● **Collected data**
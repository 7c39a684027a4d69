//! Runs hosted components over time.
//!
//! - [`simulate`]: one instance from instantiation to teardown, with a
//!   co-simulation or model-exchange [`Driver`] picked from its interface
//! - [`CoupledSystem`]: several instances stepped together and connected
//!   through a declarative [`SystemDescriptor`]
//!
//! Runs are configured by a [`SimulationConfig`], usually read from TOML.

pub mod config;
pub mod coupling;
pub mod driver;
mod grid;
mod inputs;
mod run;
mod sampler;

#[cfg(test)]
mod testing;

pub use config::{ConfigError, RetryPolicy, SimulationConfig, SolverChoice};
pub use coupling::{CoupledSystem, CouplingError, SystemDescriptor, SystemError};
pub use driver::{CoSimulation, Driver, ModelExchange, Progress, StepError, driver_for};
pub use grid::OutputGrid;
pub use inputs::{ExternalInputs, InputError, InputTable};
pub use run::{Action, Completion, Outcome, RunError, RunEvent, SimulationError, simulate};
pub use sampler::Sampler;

==

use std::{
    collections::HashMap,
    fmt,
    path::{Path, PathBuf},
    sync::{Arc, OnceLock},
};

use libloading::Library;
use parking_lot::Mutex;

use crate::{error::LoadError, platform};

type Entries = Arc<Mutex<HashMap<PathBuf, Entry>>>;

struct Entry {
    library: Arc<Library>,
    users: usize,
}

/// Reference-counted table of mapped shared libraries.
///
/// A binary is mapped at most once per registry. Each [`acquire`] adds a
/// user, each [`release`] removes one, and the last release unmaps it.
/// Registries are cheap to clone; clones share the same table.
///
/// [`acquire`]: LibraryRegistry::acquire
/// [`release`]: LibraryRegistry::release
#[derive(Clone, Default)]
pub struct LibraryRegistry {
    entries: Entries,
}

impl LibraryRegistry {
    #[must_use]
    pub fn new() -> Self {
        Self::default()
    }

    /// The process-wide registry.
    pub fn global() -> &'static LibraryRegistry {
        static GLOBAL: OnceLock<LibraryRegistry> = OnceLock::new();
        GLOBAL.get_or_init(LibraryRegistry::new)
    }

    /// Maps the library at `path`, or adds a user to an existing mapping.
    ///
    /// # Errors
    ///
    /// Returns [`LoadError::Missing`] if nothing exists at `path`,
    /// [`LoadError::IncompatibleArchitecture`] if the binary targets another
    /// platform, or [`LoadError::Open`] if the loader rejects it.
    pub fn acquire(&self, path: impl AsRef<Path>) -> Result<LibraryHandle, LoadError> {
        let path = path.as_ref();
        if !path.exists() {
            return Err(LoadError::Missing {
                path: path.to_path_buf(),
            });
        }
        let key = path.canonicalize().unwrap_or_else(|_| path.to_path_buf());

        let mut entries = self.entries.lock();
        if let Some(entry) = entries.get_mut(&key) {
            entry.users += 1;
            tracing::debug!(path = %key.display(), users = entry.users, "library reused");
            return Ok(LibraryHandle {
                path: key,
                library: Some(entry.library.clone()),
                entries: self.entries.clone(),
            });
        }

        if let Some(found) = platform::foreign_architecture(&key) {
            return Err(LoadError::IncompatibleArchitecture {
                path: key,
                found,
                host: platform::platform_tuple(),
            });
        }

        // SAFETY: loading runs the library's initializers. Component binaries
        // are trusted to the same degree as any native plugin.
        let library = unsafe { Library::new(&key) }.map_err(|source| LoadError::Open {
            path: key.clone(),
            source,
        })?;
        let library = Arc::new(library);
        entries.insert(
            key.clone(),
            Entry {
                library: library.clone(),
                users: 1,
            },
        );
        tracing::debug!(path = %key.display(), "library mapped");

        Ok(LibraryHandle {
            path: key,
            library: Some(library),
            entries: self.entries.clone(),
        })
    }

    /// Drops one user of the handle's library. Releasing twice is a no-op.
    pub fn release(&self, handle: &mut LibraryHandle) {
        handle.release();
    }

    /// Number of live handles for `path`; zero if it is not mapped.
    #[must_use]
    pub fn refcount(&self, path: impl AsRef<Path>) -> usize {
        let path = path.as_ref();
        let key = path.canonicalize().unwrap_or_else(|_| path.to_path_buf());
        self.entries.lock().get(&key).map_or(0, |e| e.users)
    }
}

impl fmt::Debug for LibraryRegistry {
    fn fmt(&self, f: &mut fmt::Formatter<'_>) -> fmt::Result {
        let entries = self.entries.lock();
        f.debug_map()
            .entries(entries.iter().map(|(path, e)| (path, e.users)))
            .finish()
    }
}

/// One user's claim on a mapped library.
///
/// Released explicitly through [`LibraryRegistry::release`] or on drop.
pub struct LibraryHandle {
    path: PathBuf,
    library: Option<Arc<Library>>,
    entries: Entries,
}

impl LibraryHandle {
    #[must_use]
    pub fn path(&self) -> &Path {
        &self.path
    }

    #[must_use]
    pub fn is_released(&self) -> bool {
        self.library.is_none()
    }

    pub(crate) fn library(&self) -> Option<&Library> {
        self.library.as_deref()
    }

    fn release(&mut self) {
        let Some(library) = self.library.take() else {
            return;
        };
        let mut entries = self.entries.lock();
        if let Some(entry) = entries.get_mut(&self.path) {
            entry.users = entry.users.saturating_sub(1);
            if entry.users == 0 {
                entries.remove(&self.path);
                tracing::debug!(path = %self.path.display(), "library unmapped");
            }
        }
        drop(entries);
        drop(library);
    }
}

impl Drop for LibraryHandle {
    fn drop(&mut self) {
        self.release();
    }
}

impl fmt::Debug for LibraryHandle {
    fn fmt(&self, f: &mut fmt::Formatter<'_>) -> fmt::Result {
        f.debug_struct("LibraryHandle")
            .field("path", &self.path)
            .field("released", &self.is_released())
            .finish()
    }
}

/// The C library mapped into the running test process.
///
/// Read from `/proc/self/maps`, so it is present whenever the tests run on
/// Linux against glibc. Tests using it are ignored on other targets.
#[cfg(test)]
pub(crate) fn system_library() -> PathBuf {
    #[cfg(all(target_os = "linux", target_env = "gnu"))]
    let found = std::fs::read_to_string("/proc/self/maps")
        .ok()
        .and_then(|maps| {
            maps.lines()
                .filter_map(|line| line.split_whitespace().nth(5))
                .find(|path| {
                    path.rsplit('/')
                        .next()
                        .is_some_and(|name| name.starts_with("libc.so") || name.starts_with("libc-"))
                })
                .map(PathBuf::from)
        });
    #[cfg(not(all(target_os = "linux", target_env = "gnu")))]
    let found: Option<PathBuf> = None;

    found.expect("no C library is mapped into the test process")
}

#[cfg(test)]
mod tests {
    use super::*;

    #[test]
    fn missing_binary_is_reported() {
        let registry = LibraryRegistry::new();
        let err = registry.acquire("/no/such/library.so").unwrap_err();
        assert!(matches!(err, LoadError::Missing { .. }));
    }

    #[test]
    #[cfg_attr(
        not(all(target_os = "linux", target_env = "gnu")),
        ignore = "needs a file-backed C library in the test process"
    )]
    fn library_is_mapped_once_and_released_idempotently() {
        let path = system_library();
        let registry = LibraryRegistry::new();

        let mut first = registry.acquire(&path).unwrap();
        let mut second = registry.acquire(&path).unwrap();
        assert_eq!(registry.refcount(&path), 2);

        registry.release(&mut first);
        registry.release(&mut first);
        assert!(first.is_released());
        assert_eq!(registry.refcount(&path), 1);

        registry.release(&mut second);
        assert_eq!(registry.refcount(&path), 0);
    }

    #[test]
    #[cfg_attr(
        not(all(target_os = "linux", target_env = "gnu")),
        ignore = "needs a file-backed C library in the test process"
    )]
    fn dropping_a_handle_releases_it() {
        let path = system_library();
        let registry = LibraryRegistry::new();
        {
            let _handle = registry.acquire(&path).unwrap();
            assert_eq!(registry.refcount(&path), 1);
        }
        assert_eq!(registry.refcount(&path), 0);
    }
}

---

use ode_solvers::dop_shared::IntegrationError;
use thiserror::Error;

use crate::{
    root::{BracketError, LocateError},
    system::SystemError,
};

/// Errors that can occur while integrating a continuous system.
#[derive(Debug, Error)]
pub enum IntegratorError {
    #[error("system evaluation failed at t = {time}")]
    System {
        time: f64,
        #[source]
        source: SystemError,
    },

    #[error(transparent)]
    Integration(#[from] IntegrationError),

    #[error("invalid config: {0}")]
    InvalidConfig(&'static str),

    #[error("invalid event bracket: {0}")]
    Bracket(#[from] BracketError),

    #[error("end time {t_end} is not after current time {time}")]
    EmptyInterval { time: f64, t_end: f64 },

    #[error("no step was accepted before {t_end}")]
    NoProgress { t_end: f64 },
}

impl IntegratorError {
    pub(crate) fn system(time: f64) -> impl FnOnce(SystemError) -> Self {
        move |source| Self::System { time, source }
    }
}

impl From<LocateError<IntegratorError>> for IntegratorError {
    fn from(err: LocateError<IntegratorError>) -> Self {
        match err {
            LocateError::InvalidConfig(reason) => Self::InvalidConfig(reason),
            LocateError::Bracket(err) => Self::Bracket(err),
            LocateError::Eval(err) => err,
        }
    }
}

● **TO DO**
Return a copy of each line in the records above that has "SystemError" in it.

● **SOLUTION TO THIS EXERCISE**
pub use coupling::{CoupledSystem, CouplingError, SystemDescriptor, SystemError};
    system::SystemError,
        source: SystemError,
    pub(crate) fn system(time: f64) -> impl FnOnce(SystemError) -> Self {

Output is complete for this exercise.